The task ▸ When counting, include every line of the data that holds "derive", then state the total alone.

Collected data entries:
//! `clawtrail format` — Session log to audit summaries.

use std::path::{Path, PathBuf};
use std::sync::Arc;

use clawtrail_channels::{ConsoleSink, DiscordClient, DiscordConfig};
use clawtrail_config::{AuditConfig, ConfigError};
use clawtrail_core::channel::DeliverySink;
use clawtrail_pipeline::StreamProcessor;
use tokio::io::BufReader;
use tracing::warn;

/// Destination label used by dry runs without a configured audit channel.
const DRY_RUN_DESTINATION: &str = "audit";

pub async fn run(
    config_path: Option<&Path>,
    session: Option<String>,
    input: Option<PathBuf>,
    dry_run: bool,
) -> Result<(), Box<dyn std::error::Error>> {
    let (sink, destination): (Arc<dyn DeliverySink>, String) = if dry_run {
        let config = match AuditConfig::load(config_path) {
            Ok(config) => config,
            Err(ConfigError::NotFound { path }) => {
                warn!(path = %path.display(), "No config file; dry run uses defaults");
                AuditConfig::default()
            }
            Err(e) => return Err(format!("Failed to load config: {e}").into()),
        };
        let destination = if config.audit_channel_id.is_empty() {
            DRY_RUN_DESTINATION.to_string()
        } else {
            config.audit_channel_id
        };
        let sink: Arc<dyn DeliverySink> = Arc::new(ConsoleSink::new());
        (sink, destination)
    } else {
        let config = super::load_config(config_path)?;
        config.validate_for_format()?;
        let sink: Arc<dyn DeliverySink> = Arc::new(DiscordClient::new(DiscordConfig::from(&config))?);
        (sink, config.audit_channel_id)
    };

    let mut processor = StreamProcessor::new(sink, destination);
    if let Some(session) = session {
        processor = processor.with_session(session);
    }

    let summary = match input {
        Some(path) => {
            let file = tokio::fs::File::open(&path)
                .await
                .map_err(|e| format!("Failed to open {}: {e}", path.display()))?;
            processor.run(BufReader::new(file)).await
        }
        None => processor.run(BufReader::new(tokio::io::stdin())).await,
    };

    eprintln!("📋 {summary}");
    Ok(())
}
==
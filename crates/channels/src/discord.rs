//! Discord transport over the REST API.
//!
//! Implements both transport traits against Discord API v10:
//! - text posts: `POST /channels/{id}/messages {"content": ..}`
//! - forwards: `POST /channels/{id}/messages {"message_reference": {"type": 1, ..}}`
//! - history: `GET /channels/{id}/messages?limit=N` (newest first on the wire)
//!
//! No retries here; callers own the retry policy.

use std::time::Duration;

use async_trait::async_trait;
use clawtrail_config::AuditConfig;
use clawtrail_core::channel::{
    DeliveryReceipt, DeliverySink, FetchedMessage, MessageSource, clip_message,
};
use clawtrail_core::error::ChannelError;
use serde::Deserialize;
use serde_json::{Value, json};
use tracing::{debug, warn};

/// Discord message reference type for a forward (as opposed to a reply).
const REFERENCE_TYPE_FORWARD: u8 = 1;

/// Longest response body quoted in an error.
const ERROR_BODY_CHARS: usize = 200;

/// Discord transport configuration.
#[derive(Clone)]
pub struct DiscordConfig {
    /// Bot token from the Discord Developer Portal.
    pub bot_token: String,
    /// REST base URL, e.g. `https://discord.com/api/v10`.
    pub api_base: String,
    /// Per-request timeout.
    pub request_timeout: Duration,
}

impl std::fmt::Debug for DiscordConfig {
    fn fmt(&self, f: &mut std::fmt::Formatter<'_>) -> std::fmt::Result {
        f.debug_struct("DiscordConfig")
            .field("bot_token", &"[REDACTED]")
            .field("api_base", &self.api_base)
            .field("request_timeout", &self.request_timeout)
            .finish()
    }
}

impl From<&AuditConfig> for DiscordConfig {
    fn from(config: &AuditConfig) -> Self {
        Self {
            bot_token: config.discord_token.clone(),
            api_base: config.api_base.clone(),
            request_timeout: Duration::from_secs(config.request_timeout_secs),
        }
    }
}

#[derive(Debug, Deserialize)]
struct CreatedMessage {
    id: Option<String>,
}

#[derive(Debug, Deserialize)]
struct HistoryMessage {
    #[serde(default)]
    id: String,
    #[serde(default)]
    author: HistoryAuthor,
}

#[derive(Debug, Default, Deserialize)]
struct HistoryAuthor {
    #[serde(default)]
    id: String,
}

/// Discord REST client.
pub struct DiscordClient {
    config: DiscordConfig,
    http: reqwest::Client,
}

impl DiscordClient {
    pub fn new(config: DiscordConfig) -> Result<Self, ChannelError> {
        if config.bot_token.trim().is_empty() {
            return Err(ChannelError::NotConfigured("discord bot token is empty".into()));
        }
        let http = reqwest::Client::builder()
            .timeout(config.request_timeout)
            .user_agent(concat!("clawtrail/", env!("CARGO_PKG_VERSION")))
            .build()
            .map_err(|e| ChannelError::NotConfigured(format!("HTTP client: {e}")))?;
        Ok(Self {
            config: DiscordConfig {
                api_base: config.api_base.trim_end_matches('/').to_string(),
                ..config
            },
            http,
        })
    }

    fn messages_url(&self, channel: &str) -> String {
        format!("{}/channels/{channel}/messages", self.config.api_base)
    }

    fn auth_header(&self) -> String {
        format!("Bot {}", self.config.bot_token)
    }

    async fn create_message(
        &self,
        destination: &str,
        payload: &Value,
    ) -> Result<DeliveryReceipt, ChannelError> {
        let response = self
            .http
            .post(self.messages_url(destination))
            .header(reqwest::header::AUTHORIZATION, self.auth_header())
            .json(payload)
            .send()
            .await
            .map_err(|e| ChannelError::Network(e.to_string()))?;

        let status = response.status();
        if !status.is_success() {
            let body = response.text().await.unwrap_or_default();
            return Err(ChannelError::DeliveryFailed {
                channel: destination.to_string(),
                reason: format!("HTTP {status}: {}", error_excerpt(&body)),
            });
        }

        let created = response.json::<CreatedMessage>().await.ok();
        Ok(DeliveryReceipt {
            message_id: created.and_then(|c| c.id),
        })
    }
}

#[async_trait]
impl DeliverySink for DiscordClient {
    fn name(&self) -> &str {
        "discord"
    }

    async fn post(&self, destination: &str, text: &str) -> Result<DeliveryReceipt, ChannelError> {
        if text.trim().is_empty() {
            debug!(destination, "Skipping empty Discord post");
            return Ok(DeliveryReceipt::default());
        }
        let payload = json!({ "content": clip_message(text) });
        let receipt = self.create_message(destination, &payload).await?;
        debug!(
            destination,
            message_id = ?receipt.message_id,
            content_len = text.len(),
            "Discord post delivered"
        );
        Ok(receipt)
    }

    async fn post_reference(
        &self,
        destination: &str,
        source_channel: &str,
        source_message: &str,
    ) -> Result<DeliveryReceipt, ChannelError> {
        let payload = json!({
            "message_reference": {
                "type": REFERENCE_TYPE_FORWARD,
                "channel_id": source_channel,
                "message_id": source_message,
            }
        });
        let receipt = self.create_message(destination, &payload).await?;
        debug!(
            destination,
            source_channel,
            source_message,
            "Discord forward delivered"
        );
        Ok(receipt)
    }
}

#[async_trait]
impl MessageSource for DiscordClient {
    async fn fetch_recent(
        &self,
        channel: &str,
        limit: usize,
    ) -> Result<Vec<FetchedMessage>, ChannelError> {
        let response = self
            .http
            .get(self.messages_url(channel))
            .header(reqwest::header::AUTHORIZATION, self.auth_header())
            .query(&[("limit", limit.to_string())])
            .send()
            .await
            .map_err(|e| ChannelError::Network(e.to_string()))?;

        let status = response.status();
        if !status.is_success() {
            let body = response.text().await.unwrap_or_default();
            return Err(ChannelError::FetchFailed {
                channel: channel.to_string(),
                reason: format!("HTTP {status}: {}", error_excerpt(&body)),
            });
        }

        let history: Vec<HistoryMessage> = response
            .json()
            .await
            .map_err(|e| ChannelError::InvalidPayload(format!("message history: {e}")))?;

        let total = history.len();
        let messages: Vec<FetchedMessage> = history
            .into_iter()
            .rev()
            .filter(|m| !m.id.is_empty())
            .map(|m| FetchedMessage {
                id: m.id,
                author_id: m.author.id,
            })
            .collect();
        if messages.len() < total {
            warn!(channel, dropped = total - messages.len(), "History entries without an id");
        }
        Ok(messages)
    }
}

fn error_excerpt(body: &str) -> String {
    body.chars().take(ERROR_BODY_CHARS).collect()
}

Your solution ▸ 4